Miracle Village, le refuge des délinquants sexuels

Au milieu des champs de canne à sucre qui faisaient auparavant sa richesse, la ville de Pahokee abrite Miracle Village, communauté dont la moitié des habitants ont été condamnés pour une infraction à caractère sexuel.

Contribution externe
Miracle Village, le refuge des délinquants sexuels

Un reportage de Gilles Clarenne, Correspondant en Floride.Au milieu des champs de canne à sucre qui faisaient auparavant sa richesse, la ville de Pahokee abrite Miracle Village, communauté dont la moitié des habitants ont été condamnés pour une infraction à caractère sexuel.

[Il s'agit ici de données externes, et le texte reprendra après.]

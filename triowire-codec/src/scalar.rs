/******************************************************************************
   Author: Joaquín Béjar García
   Email: jb@taunais.com
   Date: 27/1/26
******************************************************************************/

//! Scalar field parsing and formatting.
//!
//! Parsing turns the bytes of one field into a [`FieldValue`] according to
//! the field's kind. Formatting produces the unpadded representation of a
//! value; padding to the field width is applied by [`pad_into`].

use crate::text::{TextEncoding, trim_end_spaces, trim_spaces, trim_start_spaces, until_nul};
use bytes::{BufMut, BytesMut};
use chrono::{NaiveDate, NaiveTime};
use rust_decimal::Decimal;
use smallvec::SmallVec;
use std::fmt::Write;
use std::str::FromStr;
use triowire_core::{EncodeError, FieldValue};
use triowire_schema::{FieldDescriptor, FieldKind, Padding};

/// Unpadded representation of a value, usually short enough to stay inline.
pub type Repr = SmallVec<[u8; 32]>;

/// Parses the bytes of one field.
///
/// # Arguments
/// * `field` - The field descriptor
/// * `bytes` - Exactly `field.length` bytes
/// * `encoding` - Encoding of text and code fields
///
/// # Errors
/// Returns the reason the content does not match the field's kind.
pub fn parse_value(
    field: &FieldDescriptor,
    bytes: &[u8],
    encoding: TextEncoding,
) -> Result<FieldValue, String> {
    let content = until_nul(bytes);

    match &field.kind {
        FieldKind::Text => {
            let text = match field.padding {
                Padding::SpaceRight => trim_end_spaces(content),
                Padding::SpaceLeft => trim_start_spaces(content),
                Padding::ZeroLeft => content,
            };
            Ok(FieldValue::Text(encoding.decode(text)?.into_owned()))
        }
        FieldKind::Code { codes } => {
            let code = encoding.decode(trim_spaces(content))?;
            if !code.is_empty() && !codes.is_empty() && !codes.iter().any(|c| *c == code) {
                return Err(format!("unknown code '{}'", code));
            }
            Ok(FieldValue::Text(code.into_owned()))
        }
        kind => {
            let trimmed = trim_spaces(content);
            if trimmed.is_empty() {
                return Ok(FieldValue::Empty);
            }
            let s = std::str::from_utf8(trimmed).map_err(|_| "non-ASCII byte".to_string())?;
            parse_str(kind, s)
        }
    }
}

fn parse_str(kind: &FieldKind, s: &str) -> Result<FieldValue, String> {
    match kind {
        FieldKind::Unsigned => {
            if !s.bytes().all(|b| b.is_ascii_digit()) {
                return Err(format!("'{}' is not an unsigned integer", s));
            }
            s.parse()
                .map(FieldValue::UInt)
                .map_err(|_| format!("'{}' overflows an unsigned integer", s))
        }
        FieldKind::Signed => parse_signed(s).map(FieldValue::Int),
        FieldKind::Fixed { scale } => {
            if s.contains('.') {
                return parse_decimal(s).map(FieldValue::Decimal);
            }
            let mantissa = parse_signed(s)?;
            Decimal::try_new(mantissa, *scale)
                .map(FieldValue::Decimal)
                .map_err(|e| format!("'{}' with scale {}: {}", s, scale, e))
        }
        FieldKind::Decimal => parse_decimal(s).map(FieldValue::Decimal),
        FieldKind::Date { format } => {
            if s.bytes().all(|b| b == b'0') {
                return Ok(FieldValue::Empty);
            }
            NaiveDate::parse_from_str(s, format)
                .map(FieldValue::Date)
                .map_err(|e| format!("'{}' is not a date in format '{}': {}", s, format, e))
        }
        FieldKind::Time { format } => NaiveTime::parse_from_str(s, format)
            .map(FieldValue::Time)
            .map_err(|e| format!("'{}' is not a time in format '{}': {}", s, format, e)),
        FieldKind::Text | FieldKind::Code { .. } => Ok(FieldValue::Text(s.to_string())),
    }
}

Loin des côtes de la Floride, où la majorité de la population se concentre, Pat Powers est l’un des premiers à avoir débarqué ici, il y a cinq ans. "Personne n’est montré du doigt autant que nous, les délinquants sexuels. Aucun dealer, aucun tueur qui ait été impliqué dans une affaire avec un mineur ne doit subir ces restrictions."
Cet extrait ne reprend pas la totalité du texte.